Stored data entries
──────

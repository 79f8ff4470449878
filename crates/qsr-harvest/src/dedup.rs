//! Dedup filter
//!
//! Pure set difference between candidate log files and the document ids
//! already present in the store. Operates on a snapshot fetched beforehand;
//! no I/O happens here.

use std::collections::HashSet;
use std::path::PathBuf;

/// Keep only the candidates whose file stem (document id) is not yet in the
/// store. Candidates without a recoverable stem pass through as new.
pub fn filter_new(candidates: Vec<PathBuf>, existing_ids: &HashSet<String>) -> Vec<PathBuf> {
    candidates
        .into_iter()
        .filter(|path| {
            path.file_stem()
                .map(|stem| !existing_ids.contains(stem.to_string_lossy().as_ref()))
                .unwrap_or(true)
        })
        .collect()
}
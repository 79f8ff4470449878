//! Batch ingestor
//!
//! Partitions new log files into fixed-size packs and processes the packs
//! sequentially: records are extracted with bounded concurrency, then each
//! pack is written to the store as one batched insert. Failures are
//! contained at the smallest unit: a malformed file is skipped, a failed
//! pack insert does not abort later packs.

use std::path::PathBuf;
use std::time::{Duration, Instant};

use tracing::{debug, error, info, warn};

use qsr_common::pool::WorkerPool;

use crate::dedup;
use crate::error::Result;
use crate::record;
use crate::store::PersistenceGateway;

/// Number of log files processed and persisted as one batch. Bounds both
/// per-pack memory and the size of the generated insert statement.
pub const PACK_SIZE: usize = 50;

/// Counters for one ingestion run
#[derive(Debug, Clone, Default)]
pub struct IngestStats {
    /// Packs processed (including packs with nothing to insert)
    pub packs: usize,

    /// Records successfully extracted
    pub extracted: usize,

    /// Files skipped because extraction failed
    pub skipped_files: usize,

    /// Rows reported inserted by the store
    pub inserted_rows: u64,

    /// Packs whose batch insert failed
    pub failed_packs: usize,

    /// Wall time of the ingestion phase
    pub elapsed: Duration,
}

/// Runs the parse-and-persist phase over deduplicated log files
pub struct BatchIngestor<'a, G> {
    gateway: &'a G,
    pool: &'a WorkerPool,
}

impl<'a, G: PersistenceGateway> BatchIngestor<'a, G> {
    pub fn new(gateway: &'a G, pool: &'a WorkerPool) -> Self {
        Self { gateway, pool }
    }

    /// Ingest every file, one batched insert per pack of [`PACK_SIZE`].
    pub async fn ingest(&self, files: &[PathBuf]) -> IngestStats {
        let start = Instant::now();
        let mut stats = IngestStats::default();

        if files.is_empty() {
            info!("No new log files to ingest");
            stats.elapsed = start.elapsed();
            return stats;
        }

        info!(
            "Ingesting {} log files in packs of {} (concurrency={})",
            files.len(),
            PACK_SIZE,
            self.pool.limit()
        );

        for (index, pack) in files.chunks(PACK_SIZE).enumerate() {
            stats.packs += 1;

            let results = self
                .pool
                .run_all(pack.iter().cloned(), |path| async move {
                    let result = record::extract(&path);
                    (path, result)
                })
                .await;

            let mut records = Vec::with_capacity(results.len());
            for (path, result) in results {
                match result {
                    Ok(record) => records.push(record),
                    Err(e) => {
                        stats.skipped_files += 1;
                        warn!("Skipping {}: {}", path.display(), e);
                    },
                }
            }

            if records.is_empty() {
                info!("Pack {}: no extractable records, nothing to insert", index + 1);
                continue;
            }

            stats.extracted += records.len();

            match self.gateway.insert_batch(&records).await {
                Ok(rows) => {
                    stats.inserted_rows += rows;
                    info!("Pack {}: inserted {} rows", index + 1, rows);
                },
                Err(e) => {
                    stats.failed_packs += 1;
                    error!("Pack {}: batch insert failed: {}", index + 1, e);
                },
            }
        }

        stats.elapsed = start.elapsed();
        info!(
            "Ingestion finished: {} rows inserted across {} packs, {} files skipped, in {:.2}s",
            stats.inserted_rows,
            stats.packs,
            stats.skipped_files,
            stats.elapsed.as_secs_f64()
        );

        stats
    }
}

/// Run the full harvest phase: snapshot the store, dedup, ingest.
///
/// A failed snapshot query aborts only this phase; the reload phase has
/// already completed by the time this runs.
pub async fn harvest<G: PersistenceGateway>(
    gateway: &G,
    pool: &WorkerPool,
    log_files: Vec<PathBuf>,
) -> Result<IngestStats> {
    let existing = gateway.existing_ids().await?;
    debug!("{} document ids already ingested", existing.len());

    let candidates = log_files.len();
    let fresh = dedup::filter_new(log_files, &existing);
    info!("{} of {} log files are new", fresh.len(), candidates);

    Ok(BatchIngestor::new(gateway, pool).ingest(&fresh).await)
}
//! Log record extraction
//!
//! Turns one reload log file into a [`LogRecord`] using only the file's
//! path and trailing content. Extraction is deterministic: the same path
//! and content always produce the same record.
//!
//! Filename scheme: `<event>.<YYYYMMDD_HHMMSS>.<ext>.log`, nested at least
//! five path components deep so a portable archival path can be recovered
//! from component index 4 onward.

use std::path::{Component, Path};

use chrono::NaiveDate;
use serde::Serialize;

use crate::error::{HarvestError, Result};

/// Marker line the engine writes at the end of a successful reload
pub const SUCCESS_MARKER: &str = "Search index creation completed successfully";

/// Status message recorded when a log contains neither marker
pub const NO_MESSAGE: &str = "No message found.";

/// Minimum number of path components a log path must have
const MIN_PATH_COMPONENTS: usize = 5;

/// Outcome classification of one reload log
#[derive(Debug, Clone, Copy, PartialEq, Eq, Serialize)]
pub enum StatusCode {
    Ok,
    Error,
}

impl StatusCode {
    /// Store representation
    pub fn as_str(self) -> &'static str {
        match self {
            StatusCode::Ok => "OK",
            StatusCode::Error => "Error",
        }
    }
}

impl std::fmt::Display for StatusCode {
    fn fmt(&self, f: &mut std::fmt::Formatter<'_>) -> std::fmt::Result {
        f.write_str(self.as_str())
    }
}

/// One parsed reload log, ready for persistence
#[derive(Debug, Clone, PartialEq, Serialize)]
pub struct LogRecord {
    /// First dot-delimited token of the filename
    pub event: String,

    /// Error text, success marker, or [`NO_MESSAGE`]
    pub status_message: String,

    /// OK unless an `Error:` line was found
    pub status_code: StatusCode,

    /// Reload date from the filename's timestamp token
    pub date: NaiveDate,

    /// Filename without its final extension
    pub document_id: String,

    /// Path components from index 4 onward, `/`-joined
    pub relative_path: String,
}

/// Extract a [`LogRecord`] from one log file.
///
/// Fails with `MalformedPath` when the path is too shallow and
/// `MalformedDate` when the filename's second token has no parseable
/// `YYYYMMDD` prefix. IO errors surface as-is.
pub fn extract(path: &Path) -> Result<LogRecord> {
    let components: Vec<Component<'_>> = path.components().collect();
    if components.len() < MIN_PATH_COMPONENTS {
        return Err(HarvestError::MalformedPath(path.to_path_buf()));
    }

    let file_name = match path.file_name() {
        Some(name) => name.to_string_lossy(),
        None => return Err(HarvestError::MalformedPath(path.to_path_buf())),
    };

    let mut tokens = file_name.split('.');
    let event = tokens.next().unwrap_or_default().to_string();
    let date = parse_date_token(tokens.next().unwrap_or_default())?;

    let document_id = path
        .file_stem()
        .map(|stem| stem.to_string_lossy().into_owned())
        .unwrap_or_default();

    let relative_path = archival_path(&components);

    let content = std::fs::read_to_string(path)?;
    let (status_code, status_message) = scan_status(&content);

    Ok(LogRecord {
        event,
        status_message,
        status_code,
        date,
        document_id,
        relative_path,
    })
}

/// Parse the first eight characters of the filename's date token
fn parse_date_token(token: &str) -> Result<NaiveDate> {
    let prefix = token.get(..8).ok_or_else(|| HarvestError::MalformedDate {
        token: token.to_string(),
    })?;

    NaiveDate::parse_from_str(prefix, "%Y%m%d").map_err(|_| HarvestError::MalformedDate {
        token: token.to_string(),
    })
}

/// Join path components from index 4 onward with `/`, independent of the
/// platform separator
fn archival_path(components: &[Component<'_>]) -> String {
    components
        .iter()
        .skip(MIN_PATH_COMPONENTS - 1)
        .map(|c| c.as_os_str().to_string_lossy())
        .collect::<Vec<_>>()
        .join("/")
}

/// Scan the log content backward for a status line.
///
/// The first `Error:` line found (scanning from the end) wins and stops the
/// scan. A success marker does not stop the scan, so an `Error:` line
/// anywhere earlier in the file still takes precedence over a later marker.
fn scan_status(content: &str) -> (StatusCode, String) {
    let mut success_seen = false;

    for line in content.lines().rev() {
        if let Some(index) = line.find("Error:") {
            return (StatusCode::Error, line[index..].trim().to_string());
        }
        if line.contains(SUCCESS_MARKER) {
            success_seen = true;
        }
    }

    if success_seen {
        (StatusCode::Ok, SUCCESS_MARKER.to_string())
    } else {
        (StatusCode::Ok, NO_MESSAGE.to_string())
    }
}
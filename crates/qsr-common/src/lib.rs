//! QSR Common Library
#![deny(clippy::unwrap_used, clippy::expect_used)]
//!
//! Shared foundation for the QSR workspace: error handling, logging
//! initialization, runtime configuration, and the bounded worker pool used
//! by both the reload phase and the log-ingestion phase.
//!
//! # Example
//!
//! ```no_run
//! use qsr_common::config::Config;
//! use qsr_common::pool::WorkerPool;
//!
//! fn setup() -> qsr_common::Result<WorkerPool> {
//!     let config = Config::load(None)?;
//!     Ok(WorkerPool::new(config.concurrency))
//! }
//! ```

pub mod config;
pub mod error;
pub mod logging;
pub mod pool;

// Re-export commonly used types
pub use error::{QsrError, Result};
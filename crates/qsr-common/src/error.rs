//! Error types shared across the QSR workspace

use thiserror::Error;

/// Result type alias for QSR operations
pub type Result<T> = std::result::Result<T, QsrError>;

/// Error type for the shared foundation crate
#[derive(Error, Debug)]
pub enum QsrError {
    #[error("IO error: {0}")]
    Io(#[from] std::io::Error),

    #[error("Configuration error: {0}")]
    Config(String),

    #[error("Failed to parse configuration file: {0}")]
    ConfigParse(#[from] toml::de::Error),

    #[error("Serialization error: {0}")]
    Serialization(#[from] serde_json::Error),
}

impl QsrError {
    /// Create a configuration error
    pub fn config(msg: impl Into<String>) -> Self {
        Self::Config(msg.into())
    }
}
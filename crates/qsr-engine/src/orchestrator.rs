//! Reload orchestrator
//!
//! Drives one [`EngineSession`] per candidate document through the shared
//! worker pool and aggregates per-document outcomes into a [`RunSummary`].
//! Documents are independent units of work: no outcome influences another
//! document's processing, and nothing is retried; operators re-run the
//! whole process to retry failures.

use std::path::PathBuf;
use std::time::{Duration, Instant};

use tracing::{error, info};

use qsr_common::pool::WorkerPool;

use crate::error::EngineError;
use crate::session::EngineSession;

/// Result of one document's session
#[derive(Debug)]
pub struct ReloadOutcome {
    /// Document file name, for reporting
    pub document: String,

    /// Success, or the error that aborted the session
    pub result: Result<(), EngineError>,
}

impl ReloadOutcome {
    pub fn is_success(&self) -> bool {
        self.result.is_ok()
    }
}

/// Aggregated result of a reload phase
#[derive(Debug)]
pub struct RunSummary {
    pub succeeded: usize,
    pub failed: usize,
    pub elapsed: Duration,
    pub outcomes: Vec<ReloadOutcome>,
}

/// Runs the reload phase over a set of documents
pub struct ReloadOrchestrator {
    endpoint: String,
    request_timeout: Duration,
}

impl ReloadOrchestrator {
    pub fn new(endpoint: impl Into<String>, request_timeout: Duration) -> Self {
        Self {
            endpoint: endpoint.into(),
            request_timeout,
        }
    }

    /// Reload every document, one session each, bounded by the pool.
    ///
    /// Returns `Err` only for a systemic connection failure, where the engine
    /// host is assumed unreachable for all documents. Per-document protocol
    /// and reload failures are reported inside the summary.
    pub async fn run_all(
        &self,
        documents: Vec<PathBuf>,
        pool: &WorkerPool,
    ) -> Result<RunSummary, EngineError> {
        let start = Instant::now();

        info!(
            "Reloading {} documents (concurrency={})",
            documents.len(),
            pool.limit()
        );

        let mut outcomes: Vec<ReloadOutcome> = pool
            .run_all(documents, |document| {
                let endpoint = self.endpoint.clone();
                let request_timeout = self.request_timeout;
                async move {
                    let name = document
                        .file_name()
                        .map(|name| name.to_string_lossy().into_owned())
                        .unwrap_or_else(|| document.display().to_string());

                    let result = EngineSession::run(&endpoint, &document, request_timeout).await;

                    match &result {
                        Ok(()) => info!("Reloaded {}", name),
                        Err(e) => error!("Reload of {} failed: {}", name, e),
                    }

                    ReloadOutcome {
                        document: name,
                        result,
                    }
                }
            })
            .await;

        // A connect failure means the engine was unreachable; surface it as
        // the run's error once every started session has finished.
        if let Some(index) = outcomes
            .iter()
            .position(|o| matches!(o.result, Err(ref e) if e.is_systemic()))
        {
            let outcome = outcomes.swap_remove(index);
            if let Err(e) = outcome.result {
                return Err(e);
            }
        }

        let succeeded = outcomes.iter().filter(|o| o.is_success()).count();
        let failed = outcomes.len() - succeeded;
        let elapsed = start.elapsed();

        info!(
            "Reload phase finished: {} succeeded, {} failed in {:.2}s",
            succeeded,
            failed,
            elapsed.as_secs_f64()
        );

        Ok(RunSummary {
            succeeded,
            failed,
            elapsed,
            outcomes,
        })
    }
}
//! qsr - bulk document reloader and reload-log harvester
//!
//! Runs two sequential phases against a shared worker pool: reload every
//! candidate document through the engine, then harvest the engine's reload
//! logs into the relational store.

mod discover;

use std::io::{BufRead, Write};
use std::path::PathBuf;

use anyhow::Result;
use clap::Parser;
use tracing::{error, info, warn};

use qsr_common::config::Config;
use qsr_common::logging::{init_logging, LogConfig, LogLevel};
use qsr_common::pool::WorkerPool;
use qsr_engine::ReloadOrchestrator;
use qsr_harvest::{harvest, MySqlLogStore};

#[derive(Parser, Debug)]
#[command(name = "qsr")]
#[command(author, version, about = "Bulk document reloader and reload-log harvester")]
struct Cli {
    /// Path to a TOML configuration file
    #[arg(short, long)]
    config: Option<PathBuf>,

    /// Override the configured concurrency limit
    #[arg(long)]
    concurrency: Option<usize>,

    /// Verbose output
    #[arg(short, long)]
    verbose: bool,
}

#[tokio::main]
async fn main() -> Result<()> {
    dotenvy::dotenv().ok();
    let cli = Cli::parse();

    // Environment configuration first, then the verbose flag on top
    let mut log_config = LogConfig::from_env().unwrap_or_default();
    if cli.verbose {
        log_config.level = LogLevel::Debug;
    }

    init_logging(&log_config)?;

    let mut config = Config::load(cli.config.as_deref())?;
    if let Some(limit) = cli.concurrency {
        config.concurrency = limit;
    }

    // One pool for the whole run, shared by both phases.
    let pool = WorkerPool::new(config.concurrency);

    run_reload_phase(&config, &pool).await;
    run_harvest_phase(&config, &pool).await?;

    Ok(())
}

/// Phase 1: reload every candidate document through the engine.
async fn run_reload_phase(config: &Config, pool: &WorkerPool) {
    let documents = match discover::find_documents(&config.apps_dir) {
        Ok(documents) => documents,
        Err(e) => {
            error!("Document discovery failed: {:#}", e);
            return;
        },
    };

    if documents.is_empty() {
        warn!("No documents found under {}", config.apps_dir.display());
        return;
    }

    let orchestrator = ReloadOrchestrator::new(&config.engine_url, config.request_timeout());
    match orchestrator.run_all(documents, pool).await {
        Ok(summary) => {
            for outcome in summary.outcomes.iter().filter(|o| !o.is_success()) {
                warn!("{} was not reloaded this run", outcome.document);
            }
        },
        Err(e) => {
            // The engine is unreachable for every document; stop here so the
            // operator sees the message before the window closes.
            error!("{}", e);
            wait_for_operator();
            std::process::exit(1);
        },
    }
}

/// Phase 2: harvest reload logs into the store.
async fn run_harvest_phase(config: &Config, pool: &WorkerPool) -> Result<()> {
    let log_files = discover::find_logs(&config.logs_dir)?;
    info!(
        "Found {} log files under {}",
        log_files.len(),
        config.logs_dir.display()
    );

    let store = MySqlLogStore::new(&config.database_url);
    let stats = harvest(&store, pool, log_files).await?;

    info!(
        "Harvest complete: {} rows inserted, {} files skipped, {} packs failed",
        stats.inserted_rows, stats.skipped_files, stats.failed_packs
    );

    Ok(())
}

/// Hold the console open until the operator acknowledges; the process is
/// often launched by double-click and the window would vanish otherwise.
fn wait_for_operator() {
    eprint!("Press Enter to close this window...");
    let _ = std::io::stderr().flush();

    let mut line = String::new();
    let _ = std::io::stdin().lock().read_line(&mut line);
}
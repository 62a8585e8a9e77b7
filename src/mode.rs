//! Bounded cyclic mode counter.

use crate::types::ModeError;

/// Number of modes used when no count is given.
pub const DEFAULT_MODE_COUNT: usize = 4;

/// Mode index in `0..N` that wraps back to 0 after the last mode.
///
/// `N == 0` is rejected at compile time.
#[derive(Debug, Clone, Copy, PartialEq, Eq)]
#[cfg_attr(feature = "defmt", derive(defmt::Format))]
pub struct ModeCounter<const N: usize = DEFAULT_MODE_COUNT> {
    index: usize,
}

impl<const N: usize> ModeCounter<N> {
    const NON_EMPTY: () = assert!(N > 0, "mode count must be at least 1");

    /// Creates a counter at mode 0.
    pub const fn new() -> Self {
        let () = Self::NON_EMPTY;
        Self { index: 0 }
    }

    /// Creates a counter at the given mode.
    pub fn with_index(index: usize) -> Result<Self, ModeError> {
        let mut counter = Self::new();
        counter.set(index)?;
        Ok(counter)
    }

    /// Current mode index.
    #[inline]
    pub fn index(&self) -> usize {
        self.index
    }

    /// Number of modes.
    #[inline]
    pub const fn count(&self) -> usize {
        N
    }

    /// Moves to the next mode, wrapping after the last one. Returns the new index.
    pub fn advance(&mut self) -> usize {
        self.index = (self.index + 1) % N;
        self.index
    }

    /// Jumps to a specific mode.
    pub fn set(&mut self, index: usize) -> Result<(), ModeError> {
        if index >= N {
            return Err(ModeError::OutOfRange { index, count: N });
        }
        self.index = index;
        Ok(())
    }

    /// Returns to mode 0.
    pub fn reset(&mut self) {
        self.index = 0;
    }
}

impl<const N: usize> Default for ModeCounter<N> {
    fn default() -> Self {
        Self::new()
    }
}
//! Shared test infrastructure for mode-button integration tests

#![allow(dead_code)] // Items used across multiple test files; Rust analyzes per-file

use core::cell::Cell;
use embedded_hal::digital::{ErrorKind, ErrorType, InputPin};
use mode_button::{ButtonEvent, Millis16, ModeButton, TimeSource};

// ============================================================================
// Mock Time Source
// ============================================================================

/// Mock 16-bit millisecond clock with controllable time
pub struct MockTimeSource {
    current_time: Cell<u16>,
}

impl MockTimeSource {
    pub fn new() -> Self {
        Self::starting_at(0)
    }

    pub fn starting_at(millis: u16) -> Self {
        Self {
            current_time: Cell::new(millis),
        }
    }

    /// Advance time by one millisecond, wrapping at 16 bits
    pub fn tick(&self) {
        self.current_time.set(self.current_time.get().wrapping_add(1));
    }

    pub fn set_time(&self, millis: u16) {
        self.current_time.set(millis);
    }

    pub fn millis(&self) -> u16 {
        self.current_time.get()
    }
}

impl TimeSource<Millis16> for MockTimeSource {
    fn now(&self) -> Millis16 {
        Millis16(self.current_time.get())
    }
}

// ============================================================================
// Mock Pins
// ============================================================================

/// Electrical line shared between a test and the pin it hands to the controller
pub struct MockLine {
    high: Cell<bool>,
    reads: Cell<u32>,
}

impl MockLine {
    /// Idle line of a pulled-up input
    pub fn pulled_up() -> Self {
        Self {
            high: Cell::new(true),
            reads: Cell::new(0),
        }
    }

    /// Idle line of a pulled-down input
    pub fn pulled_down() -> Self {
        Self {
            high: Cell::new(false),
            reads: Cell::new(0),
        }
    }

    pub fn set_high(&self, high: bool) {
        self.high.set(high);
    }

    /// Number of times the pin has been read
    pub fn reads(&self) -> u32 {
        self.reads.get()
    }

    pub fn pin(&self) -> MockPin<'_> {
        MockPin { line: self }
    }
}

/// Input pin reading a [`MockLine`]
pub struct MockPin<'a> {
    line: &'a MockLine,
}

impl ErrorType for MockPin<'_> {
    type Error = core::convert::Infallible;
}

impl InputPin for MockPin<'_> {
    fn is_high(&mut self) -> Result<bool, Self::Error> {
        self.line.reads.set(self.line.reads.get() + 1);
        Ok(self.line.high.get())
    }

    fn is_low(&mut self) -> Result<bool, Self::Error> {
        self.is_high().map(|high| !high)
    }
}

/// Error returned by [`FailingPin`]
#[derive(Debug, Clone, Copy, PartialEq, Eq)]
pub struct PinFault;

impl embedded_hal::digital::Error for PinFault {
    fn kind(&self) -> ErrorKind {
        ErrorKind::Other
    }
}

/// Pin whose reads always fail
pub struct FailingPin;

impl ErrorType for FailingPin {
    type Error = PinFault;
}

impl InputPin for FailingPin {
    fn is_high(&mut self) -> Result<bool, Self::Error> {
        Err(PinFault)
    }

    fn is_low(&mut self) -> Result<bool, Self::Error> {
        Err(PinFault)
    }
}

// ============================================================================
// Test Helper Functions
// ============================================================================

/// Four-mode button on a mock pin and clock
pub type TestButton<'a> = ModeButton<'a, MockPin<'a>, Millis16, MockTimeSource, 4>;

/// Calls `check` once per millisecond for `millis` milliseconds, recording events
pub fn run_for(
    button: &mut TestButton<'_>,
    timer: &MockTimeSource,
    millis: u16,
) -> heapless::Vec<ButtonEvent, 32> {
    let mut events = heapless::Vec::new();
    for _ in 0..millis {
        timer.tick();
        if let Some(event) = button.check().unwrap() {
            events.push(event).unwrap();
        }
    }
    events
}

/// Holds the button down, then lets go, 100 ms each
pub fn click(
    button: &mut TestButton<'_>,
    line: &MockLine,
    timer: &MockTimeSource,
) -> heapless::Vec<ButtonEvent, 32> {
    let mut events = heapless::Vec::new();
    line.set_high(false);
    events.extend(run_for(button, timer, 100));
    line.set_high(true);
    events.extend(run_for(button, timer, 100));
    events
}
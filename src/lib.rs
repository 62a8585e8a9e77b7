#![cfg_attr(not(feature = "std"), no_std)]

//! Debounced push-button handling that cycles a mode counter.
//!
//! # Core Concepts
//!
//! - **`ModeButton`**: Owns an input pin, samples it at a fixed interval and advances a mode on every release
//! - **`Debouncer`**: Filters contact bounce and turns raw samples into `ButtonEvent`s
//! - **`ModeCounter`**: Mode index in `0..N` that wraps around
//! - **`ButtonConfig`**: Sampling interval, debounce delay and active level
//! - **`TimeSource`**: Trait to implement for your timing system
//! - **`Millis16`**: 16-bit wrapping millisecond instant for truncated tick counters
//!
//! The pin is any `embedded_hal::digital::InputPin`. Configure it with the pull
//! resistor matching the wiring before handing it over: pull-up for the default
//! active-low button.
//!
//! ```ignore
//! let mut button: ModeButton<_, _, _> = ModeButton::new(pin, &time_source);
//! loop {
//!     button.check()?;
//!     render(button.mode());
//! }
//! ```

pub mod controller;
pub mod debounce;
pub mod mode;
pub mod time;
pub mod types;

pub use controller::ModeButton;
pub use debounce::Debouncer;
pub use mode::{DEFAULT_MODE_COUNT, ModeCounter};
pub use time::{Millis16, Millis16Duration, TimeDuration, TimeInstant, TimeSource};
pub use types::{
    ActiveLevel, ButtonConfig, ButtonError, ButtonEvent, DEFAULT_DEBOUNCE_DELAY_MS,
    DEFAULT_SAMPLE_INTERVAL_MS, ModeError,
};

──────

Please give back, exactly as it stands above, the stretch from the line with "for line in" through the line with "commonly used types", and no line outside it.

# Reply to the exercise:
    for line in content.lines().rev() {
        if let Some(index) = line.find("Error:") {
            return (StatusCode::Error, line[index..].trim().to_string());
        }
        if line.contains(SUCCESS_MARKER) {
            success_seen = true;
        }
    }

    if success_seen {
        (StatusCode::Ok, SUCCESS_MARKER.to_string())
    } else {
        (StatusCode::Ok, NO_MESSAGE.to_string())
    }
}
filename crates/qsr-common/src/lib.rs
//! QSR Common Library
#![deny(clippy::unwrap_used, clippy::expect_used)]
//!
//! Shared foundation for the QSR workspace: error handling, logging
//! initialization, runtime configuration, and the bounded worker pool used
//! by both the reload phase and the log-ingestion phase.
//!
//! # Example
//!
//! ```no_run
//! use qsr_common::config::Config;
//! use qsr_common::pool::WorkerPool;
//!
//! fn setup() -> qsr_common::Result<WorkerPool> {
//!     let config = Config::load(None)?;
//!     Ok(WorkerPool::new(config.concurrency))
//! }
//! ```

pub mod config;
pub mod error;
pub mod logging;
pub mod pool;

// Re-export commonly used types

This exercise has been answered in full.